Problem details ->
Reproduce each line from the first in the data through the line that contains "lookup key for" exactly; give nothing else.

Material provided ->
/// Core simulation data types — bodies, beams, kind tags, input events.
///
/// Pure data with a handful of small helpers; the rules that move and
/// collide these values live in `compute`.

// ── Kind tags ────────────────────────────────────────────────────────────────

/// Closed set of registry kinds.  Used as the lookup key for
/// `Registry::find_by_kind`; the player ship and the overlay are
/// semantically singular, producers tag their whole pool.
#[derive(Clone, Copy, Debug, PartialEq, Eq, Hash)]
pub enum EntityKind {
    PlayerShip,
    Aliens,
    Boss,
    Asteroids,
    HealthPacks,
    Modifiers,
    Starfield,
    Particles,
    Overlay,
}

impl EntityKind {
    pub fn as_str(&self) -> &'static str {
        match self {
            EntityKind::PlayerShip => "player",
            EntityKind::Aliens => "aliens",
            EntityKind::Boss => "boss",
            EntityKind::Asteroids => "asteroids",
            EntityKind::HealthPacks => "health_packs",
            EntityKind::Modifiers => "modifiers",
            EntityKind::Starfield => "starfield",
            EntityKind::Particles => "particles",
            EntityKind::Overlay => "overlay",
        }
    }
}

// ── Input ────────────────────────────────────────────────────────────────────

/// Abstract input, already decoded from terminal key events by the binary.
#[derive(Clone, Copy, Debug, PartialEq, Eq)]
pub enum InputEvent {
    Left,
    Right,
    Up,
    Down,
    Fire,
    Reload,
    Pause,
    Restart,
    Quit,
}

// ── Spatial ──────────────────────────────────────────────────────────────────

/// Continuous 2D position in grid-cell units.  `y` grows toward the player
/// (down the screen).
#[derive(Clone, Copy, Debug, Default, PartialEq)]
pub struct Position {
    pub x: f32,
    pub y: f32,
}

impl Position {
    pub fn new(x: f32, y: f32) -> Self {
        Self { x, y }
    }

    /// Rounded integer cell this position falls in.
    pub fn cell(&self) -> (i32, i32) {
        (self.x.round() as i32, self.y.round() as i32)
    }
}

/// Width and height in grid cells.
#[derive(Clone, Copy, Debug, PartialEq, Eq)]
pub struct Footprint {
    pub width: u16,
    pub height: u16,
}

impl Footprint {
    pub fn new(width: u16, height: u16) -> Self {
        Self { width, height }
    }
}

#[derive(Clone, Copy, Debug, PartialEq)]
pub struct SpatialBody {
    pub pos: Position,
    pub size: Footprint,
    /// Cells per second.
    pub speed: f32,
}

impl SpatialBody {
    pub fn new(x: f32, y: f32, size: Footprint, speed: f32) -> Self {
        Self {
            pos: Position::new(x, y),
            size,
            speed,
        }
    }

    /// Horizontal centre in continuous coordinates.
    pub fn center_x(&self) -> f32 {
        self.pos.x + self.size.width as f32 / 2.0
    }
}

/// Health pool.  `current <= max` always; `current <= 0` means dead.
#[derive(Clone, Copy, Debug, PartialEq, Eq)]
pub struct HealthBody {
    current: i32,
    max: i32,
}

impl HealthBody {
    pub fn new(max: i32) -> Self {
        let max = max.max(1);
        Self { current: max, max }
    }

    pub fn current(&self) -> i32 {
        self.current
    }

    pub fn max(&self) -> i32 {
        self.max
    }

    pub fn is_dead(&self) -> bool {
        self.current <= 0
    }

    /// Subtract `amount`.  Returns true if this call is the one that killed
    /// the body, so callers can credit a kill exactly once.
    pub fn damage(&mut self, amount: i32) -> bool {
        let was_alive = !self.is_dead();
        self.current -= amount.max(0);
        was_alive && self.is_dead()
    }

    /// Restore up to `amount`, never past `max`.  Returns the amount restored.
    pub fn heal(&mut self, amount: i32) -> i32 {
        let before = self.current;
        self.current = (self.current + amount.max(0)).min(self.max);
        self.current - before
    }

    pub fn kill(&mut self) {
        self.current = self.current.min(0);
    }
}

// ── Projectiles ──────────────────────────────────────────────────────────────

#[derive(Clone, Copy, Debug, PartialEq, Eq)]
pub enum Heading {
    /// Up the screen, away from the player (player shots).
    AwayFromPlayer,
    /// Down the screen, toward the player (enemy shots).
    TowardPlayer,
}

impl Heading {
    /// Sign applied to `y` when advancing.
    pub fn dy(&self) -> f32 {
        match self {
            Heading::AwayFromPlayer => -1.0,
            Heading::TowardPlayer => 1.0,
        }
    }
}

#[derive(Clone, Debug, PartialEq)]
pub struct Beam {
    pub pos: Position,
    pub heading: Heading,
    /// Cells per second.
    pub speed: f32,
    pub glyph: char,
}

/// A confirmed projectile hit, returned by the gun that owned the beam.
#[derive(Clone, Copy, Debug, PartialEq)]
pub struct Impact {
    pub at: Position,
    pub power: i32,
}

The answer ->
/// Core simulation data types — bodies, beams, kind tags, input events.
///
/// Pure data with a handful of small helpers; the rules that move and
/// collide these values live in `compute`.

// ── Kind tags ────────────────────────────────────────────────────────────────

/// Closed set of registry kinds.  Used as the lookup key for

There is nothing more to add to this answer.